**Task:** In the entries that follow, say how many lines contain the string "AsRef". Give no other words.

**Records for this task:**
//! Framed Unix socket endpoints.
//!
//! The receiving side binds the channel path and accepts its producer on the
//! first receive; the sending side connects to it.

use std::path::{Path, PathBuf};

use cisio_frame::{FrameConfig, FrameReader, FrameWriter};
use cisio_transport::{
    IpcStream, MessageSink, MessageSource, Received, TransportError, UnixDomainSocket,
};
use tracing::debug;

use crate::array::{ArrayInput, ArrayOutput};
use crate::config::ChannelConfig;
use crate::line::{LineInput, LineOutput};
use crate::row::{RowInput, RowOutput};

type TransportResult<T> = std::result::Result<T, TransportError>;

pub type SocketLineInput = LineInput<SocketSource>;
pub type SocketLineOutput = LineOutput<SocketSink>;
pub type SocketRowInput = RowInput<SocketSource>;
pub type SocketRowOutput = RowOutput<SocketSink>;
pub type SocketArrayInput = ArrayInput<SocketSource>;
pub type SocketArrayOutput = ArrayOutput<SocketSink>;

/// Bound channel socket that reads frames from one producer.
pub struct SocketSource {
    listener: UnixDomainSocket,
    reader: Option<FrameReader<IpcStream>>,
    config: FrameConfig,
}

impl SocketSource {
    pub fn bind(path: impl AsRef<Path>, config: &ChannelConfig) -> TransportResult<Self> {
        Ok(Self {
            listener: UnixDomainSocket::bind(path)?,
            reader: None,
            config: config.frame_config(),
        })
    }

    pub fn path(&self) -> &Path {
        self.listener.path()
    }

    /// True once the producer has connected.
    pub fn is_connected(&self) -> bool {
        self.reader.is_some()
    }

    fn reader(&mut self) -> TransportResult<&mut FrameReader<IpcStream>> {
        match &mut self.reader {
            Some(reader) => Ok(reader),
            slot @ None => {
                let stream = self.listener.accept()?;
                let reader = FrameReader::with_config_ipc(stream, self.config.clone())?;
                Ok(slot.insert(reader))
            }
        }
    }
}

impl MessageSource for SocketSource {
    fn recv(&mut self) -> TransportResult<Received> {
        self.reader()?.recv()
    }

    fn transport_name(&self) -> &'static str {
        "unix-socket"
    }
}

/// Connected channel socket that writes frames.
pub struct SocketSink {
    path: PathBuf,
    writer: FrameWriter<IpcStream>,
}

impl SocketSink {
    /// Connect to a bound channel socket (single attempt).
    pub fn connect(path: impl AsRef<Path>, config: &ChannelConfig) -> TransportResult<Self> {
        let path = path.as_ref().to_path_buf();
        let stream = UnixDomainSocket::connect(&path)?;
        let writer = FrameWriter::with_config_ipc(stream, config.frame_config())?;
        Ok(Self { path, writer })
    }

    pub fn path(&self) -> &Path {
        &self.path
    }
}

impl MessageSink for SocketSink {
    fn send(&mut self, payload: &[u8]) -> TransportResult<()> {
        MessageSink::send(&mut self.writer, payload)
    }

    fn send_eof(&mut self) -> TransportResult<()> {
        MessageSink::send_eof(&mut self.writer)
    }

    fn close(&mut self) -> TransportResult<()> {
        MessageSink::close(&mut self.writer)?;
        self.writer.get_ref().shutdown_write()?;
        debug!(path = ?self.path, "channel socket shut down");
        Ok(())
    }

    fn transport_name(&self) -> &'static str {
        "unix-socket"
    }
}

#[cfg(test)]
mod tests {
    use std::thread;

    use cisio_format::{FormatDescriptor, Value};

    use super::*;
    use crate::error::ChannelError;

    fn temp_dir(tag: &str) -> PathBuf {
        let dir = std::env::temp_dir().join(format!(
            "cisio-sock-{tag}-{}-{}",
            std::process::id(),
            std::time::SystemTime::now()
                .duration_since(std::time::UNIX_EPOCH)
                .expect("time should be after epoch")
                .as_nanos()
        ));
        std::fs::create_dir_all(&dir).expect("temp dir should be creatable");
        dir
    }

    #[test]
    fn rows_between_threads() {
        let dir = temp_dir("rows");
        let path = dir.join("rows.sock");
        let config = ChannelConfig::default();
        let format = FormatDescriptor::parse("%s\t%d\n").unwrap();

        let source = SocketSource::bind(&path, &config).unwrap();
        assert!(!source.is_connected());
        let mut input = SocketRowInput::new("in", source, format.clone());

        let producer_path = path.clone();
        let producer = thread::spawn(move || {
            let sink = SocketSink::connect(&producer_path, &ChannelConfig::default()).unwrap();
            let mut output = SocketRowOutput::new("out", sink, format);
            for i in 0..10i64 {
                output.send_row((format!("r{i}"), i)).unwrap();
            }
            output.close().unwrap();
        });

        let rows: Vec<Vec<Value>> = input.rows().collect::<crate::Result<_>>().unwrap();
        assert_eq!(rows.len(), 10);
        assert_eq!(rows[9], vec![Value::from("r9"), Value::Integer(9)]);
        assert!(input.get_ref().is_connected());
        producer.join().unwrap();
        let _ = std::fs::remove_dir_all(&dir);
    }

    #[test]
    fn producer_exit_without_eof_is_transport_error() {
        let dir = temp_dir("abrupt");
        let path = dir.join("abrupt.sock");
        let source = SocketSource::bind(&path, &ChannelConfig::default()).unwrap();
        let mut input = SocketLineInput::new("in", source);

        let producer_path = path.clone();
        let producer = thread::spawn(move || {
            let sink = SocketSink::connect(&producer_path, &ChannelConfig::default()).unwrap();
            let mut output = SocketLineOutput::new("out", sink);
            output.send_line("only\n").unwrap();
        });

        assert_eq!(input.recv().unwrap(), "only\n");
        producer.join().unwrap();
        assert!(matches!(
            input.recv(),
            Err(ChannelError::Transport(TransportError::Disconnected))
        ));
        let _ = std::fs::remove_dir_all(&dir);
    }

    #[test]
    fn oversized_message_is_dropped_and_stream_continues() {
        let dir = temp_dir("oversize");
        let path = dir.join("big.sock");
        let small = ChannelConfig {
            max_message_size: 8,
            ..ChannelConfig::default()
        };
        let source = SocketSource::bind(&path, &small).unwrap();
        let mut input = SocketLineInput::with_config("in", source, &small);

        let producer_path = path.clone();
        let producer = thread::spawn(move || {
            let sink = SocketSink::connect(&producer_path, &ChannelConfig::default()).unwrap();
            let mut output = SocketLineOutput::new("out", sink);
            output.send_line("far too long for the reader\n").unwrap();
            output.send_line("short\n").unwrap();
            output.close().unwrap();
        });

        assert!(matches!(input.recv(), Err(ChannelError::Overflow(_))));
        assert_eq!(input.recv().unwrap(), "short\n");
        assert!(input.recv().unwrap_err().is_end_of_stream());
        producer.join().unwrap();
        let _ = std::fs::remove_dir_all(&dir);
    }

    #[test]
    fn connect_without_listener_fails() {
        let dir = temp_dir("nolistener");
        assert!(matches!(
            SocketSink::connect(dir.join("none.sock"), &ChannelConfig::default()),
            Err(TransportError::Connect { .. })
        ));
        let _ = std::fs::remove_dir_all(&dir);
    }
}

**Solution to this task:** 2